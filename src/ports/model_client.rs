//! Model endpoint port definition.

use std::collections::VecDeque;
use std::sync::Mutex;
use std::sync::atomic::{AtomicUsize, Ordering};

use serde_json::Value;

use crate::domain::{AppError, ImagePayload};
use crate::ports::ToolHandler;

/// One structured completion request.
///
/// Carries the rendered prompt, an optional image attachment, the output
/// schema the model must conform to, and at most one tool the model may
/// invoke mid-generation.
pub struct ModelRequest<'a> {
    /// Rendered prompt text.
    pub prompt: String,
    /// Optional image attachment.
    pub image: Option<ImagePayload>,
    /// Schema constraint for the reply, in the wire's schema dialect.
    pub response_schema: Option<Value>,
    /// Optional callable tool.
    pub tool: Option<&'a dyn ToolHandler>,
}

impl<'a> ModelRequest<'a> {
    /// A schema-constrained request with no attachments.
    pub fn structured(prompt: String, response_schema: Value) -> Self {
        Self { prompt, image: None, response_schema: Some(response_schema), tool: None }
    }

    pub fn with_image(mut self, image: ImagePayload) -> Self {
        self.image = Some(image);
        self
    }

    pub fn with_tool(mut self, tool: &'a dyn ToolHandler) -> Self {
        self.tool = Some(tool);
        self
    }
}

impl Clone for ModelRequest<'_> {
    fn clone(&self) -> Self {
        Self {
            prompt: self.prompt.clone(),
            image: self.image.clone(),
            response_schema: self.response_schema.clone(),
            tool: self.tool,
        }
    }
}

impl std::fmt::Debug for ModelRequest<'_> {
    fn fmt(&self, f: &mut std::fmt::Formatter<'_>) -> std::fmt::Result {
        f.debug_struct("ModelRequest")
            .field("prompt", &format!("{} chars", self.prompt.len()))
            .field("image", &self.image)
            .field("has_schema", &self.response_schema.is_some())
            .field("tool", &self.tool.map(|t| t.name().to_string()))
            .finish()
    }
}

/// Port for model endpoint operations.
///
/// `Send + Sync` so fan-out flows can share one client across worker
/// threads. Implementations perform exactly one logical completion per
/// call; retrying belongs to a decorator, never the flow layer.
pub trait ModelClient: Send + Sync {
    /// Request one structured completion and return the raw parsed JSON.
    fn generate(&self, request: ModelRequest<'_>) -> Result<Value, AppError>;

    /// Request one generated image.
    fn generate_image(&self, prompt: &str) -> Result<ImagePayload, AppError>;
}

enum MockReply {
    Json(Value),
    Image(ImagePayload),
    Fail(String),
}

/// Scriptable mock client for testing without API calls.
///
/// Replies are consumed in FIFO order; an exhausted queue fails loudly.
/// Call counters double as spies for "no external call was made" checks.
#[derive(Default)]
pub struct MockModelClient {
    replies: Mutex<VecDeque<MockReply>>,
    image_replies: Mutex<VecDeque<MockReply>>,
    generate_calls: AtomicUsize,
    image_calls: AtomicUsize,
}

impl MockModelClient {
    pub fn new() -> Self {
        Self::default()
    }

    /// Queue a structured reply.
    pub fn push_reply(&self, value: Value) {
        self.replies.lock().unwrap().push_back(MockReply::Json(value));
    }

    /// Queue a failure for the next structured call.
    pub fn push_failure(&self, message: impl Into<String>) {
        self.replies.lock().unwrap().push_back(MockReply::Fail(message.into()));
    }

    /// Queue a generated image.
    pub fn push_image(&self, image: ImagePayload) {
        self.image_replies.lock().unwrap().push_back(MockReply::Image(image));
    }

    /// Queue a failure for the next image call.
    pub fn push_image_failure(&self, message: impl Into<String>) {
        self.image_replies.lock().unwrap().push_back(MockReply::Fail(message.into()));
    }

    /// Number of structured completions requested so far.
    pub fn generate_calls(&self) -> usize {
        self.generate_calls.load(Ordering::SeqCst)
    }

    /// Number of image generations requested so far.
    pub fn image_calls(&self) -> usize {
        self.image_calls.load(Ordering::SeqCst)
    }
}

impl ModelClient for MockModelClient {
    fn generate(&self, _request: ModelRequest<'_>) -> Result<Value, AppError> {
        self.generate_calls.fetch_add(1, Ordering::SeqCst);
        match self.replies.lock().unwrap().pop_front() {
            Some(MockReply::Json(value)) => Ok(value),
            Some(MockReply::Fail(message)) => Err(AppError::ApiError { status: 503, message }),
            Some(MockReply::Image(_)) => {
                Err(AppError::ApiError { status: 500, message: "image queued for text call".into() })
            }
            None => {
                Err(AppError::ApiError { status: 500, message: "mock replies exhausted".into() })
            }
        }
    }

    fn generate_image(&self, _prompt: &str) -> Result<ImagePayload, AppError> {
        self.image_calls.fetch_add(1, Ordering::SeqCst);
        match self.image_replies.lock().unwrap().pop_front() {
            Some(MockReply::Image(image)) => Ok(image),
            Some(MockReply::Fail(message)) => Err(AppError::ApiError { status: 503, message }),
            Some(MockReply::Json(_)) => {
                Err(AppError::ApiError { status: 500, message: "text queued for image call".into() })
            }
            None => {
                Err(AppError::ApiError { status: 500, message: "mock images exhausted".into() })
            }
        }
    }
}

▬▬▬▬▬▬▬▬▬▬

> _About this exercise_: Give the number of lines that hold the word "lock" in these records, with nothing added.

> _Response area_: 6